Speaking as a man who was in a long term relationship of 9 years, I knew that breaking up with my partner would affect many people in both our lives. First, there are our mutual friends. Everyone involved wanted to be fair to both of us. They all spoke about not choosing sides. We never asked them to either. The awkwardness was obvious though, especially when I had met someone. There are no rules, there is no right or wrong. The only answer to how to treat this situation was with mutual respect. So we all did. 

It took almost 2 months to let my family know that my partner and I had split up. It was a hard and difficult decision because my family loves my ex. To this date, he is still a part of the family. When I finally decided to tell my mom, she was heart broken and told me to think it over. Ever the optimist that my mom is, everything IS fixable. After much coaxing and reassuring her that I would be fine, she accepted it. Not willingly, of course. She made sure for me to tell him, that he MUST attend every family activity, because he is one of us. You have to love Mexican families, they adopt people left and right. I think to this date my mom has ulterior motives.

I knew that he, my ex, would still be a part of the family. I couldn't deny that to my family members, the young ones especially, who grew up calling him uncle. The one day, he didn't come to an event, everyone was surprised and to be honest, devastated. My nephews were calling out for their uncle. My mom was sad that he didn't show and bring food or wine, as was his custom. They were all affected. The only thought that ran through my head was if someone did come into my life, and at the time there was, how would I bring him in? My family had already decided that my ex was a part of the family, how could an outsider compete? Often, that was the question.

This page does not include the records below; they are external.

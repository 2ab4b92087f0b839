//! Core primitives shared by the kernel PGO exporter.
//!
//! This crate holds the pieces of kernel plumbing that the exporter needs
//! but that have nothing to do with the raw-profile format itself: a
//! leveled logging facade with a pluggable sink, an interrupt-safe spin
//! lock, and a compile-time assertion macro.
//!
//! Everything here builds as `no_std` inside the kernel and as a normal
//! host crate under `cargo test`.

#![cfg_attr(not(test), no_std)]
#![warn(missing_docs)]

pub mod log;
pub mod static_assert;
pub mod sync;
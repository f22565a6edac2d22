//! HTTP server startup logic.

use std::net::SocketAddr;
use std::time::Duration;

use axum::Router;
use axum_server::Handle;

use crate::config::HttpServerConfig;

use super::shutdown;

/// Server startup error
#[derive(Debug, thiserror::Error)]
pub enum ServerError {
    #[error("Failed to bind or serve: {0}")]
    Bind(#[from] std::io::Error),

    #[error("Invalid http.host or http.port: {0}")]
    Address(#[from] std::net::AddrParseError),
}

/// Parse the listen address from configuration.
pub fn listen_addr(config: &HttpServerConfig) -> Result<SocketAddr, ServerError> {
    Ok(format!("{}:{}", config.host, config.port).parse()?)
}

/// Start the HTTP server based on configuration.
///
/// This function blocks until the server shuts down.
pub async fn start_server(app: Router, config: &HttpServerConfig) -> Result<(), ServerError> {
    let addr = listen_addr(config)?;
    let handle = Handle::new();

    tracing::info!(%addr, "Starting HTTP server");

    shutdown::setup_shutdown_handler(
        handle.clone(),
        Duration::from_secs(config.shutdown_grace_seconds),
    );

    axum_server::bind(addr)
        .handle(handle)
        .serve(app.into_make_service())
        .await?;

    tracing::info!("Server stopped");
    Ok(())
}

Months later, after the break up and when the air had cleared and settled, my ex was back to attending family birthdays, weddings, quinceaƱeras, you name it, he was there. I was back to picking up his dry cleaning, because after all I am a good friend. As I hand over the check to the nice asian lady, whose bangs are always misplaced on her forehead because of the warm environment, she states "I no see you in a long time." Me: "Oh hun, where do I begin?"


6 comments:

  1. Some things just fit together huh? No matter what, he's always there when you get home. No relationship is going to be wildly exciting day in and day out, but that doesn't mean it cant be great. And don't ever forget that mom always knows best and her true motive is seeing her baby boy happy and safe ;-)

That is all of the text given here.